Balthazar Heisch : Roy Köhnke déverrouille les liens qui maintiennent l’organisme sous forme compacte. Comme on déplierait un poumon, comme on déroulerait des neurones. Il formule des corps en vues éclatées qui, ralentis dans le temps d’un Big Bang, nous invitent à régler par le regard l’horloge complexe de leurs machines vivantes. Son geste plastique, s’il est coupant à l’instant T, appartient sur le temps long à la grande famille de l’élastogénèse et pourrait être à l’image ce que la transe est à la psyché : une modalité, aimante et ferme, d’éclatement des chairs ouvertes à la modification structurelle.
Nadège Piton : Roberta Marrero est une artiste et écrivaine née en 1972 à Las Palmas, qui, à notre peine infinie, a rejoint un autre monde cette année. Son travail tendre, punk et grinçant, souvent autobiographique, agrège dessins, collages et poésie pour développer une mythologie personnelle à partir des images de ses héro·ïnes trans et queers, déjouant l’injonction patriarcale à normaliser les identités et les sexualités.

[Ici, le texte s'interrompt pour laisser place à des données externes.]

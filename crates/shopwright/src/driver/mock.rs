//! Scripted in-memory browser.
//!
//! [`MockDriver`] renders pages produced by a [`MockSite`] into a flat list of
//! [`MockElement`]s and answers every [`Driver`] primitive against that list.
//! Clicking an element runs its [`ClickAction`]: following a link, submitting
//! a form back to the site, opening a confirm dialog, or toggling a modal.
//!
//! Every call is recorded in a call history so tests can assert which
//! primitives a page object used, in particular that verification methods
//! never mutate the page.

use super::{Driver, ScreenshotTarget};
use crate::dialog::{Dialog, DialogLog, DialogPolicy, DialogType};
use crate::locator::{text_matches, Selector};
use crate::result::{E2eError, E2eResult};
use async_trait::async_trait;
use std::collections::BTreeMap;
use std::path::PathBuf;
use std::sync::{Arc, Mutex, MutexGuard};
use url::Url;

/// Call-history prefixes of the primitives that change page state
pub const MUTATING_CALLS: &[&str] = &[
    "goto",
    "click",
    "fill",
    "check",
    "select_option",
    "set_input_files",
];

const MAX_REDIRECTS: usize = 10;

/// PNG file signature; mock screenshots start with it
pub const PNG_SIGNATURE: [u8; 8] = [0x89, 0x50, 0x4E, 0x47, 0x0D, 0x0A, 0x1A, 0x0A];

/// Cookies kept per mock session
pub type Cookies = BTreeMap<String, String>;

/// Submitted form fields, keyed by field name
pub type FormData = BTreeMap<String, String>;

/// What happens when an element is clicked
#[derive(Debug, Clone, PartialEq, Eq)]
pub enum ClickAction {
    /// Follow a link (absolute or relative to the current URL)
    Navigate(String),
    /// Submit every field tagged with `form` to `action`
    Submit {
        /// Form name
        form: String,
        /// Target path or URL
        action: String,
    },
    /// Open a confirm dialog and run `then` only if it is accepted
    Confirm {
        /// Dialog message
        message: String,
        /// Follow-up when accepted
        then: Box<ClickAction>,
    },
    /// Make matching elements visible
    Show(String),
    /// Hide matching elements
    Hide(String),
}

/// One element in a mock page
#[derive(Debug, Clone, Default, PartialEq, Eq)]
pub struct MockElement {
    /// Tag name
    pub tag: String,
    /// Attributes (id, class, name, type, data-qa, href, ...)
    pub attributes: BTreeMap<String, String>,
    /// Text content
    pub text: String,
    /// Explicit ARIA role (overrides the implicit one)
    pub role: Option<String>,
    /// Whether the element is rendered
    pub visible: bool,
    /// Current value of inputs and selects
    pub value: String,
    /// Checked state of checkboxes and radios
    pub checked: bool,
    /// Option values of a `<select>`
    pub options: Vec<String>,
    /// Files attached to a file input
    pub files: Vec<PathBuf>,
    /// Form this field belongs to
    pub form: Option<String>,
    /// Click behavior
    pub on_click: Option<ClickAction>,
}

impl MockElement {
    /// Create a visible element
    #[must_use]
    pub fn new(tag: impl Into<String>) -> Self {
        Self {
            tag: tag.into(),
            visible: true,
            ..Self::default()
        }
    }

    /// Set an attribute
    #[must_use]
    pub fn attr(mut self, name: impl Into<String>, value: impl Into<String>) -> Self {
        self.attributes.insert(name.into(), value.into());
        self
    }

    /// Set the text content
    #[must_use]
    pub fn text(mut self, text: impl Into<String>) -> Self {
        self.text = text.into();
        self
    }

    /// Set an explicit role
    #[must_use]
    pub fn role(mut self, role: impl Into<String>) -> Self {
        self.role = Some(role.into());
        self
    }

    /// Render hidden
    #[must_use]
    pub fn hidden(mut self) -> Self {
        self.visible = false;
        self
    }

    /// Set the initial value
    #[must_use]
    pub fn value(mut self, value: impl Into<String>) -> Self {
        self.value = value.into();
        self
    }

    /// Set the options of a select
    #[must_use]
    pub fn options<I, S>(mut self, options: I) -> Self
    where
        I: IntoIterator<Item = S>,
        S: Into<String>,
    {
        self.options = options.into_iter().map(Into::into).collect();
        self
    }

    /// Attach to a form
    #[must_use]
    pub fn in_form(mut self, form: impl Into<String>) -> Self {
        self.form = Some(form.into());
        self
    }

    /// Set the click behavior
    #[must_use]
    pub fn on_click(mut self, action: ClickAction) -> Self {
        self.on_click = Some(action);
        self
    }

    /// Link to `href`
    #[must_use]
    pub fn link(href: impl Into<String>, text: impl Into<String>) -> Self {
        let href = href.into();
        Self::new("a")
            .attr("href", href.clone())
            .text(text)
            .on_click(ClickAction::Navigate(href))
    }

    fn attribute(&self, name: &str) -> Option<&str> {
        self.attributes.get(name).map(String::as_str)
    }

    /// Role from the explicit attribute or implied by the tag
    #[must_use]
    pub fn effective_role(&self) -> Option<&str> {
        if let Some(role) = self.role.as_deref() {
            return Some(role);
        }
        let input_type = self.attribute("type").unwrap_or("text");
        match self.tag.as_str() {
            "a" if self.attributes.contains_key("href") => Some("link"),
            "button" => Some("button"),
            "h1" | "h2" | "h3" | "h4" | "h5" | "h6" => Some("heading"),
            "textarea" => Some("textbox"),
            "select" => Some("combobox"),
            "input" => match input_type {
                "submit" | "button" | "reset" => Some("button"),
                "checkbox" => Some("checkbox"),
                "radio" => Some("radio"),
                "file" | "hidden" => None,
                _ => Some("textbox"),
            },
            _ => None,
        }
    }

    fn accessible_name(&self) -> &str {
        if let Some(label) = self.attribute("aria-label") {
            return label;
        }
        if self.text.trim().is_empty() {
            &self.value
        } else {
            &self.text
        }
    }

    fn field_name(&self) -> Option<&str> {
        self.attribute("name")
            .or_else(|| self.attribute("data-qa"))
            .or_else(|| self.attribute("id"))
    }

    /// Whether the selector matches this element
    #[must_use]
    pub fn matches(&self, selector: &Selector) -> bool {
        match selector {
            Selector::Css { css } => css_matches(css, self),
            Selector::Text { text } => text_matches(&self.text, text),
            Selector::Role { role, name } => {
                self.effective_role() == Some(role.as_str())
                    && text_matches(self.accessible_name(), name)
            }
            Selector::Attribute { name, value } => self.attribute(name) == Some(value.as_str()),
            Selector::CssWithText { css, text } => {
                css_matches(css, self) && text_matches(&self.text, text)
            }
        }
    }

    fn is_fillable(&self) -> bool {
        match self.tag.as_str() {
            "textarea" => true,
            "input" => !matches!(
                self.attribute("type"),
                Some("checkbox" | "radio" | "file" | "submit" | "button")
            ),
            _ => false,
        }
    }
}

SMITH : Les photographies au smartphone et aux appareils jetables de Darko de la Jaquette composent la possibilité d’un mode de vie queer inédit, où ni la nature, ni les corps, ni la famille ne sont binaires, où tout est fluidité, métamorphose, alliance. Refusant en toute simplicité ce que le néolibéralisme fait aux identités marginalisées, les vies et les images inventées par Darko et sa famille choisie inventent une réalité tissée de solidarités intersectionnelles, d’autosuffisance, de piratage des hormones et des systèmes de contrôle. Une vie nouvelle et joyeuse dans les ruines, les friches, les rocailles, mode d’emploi d’une résilience et d’une résistance possible à notre monde désastré, déboussolé, désidéré.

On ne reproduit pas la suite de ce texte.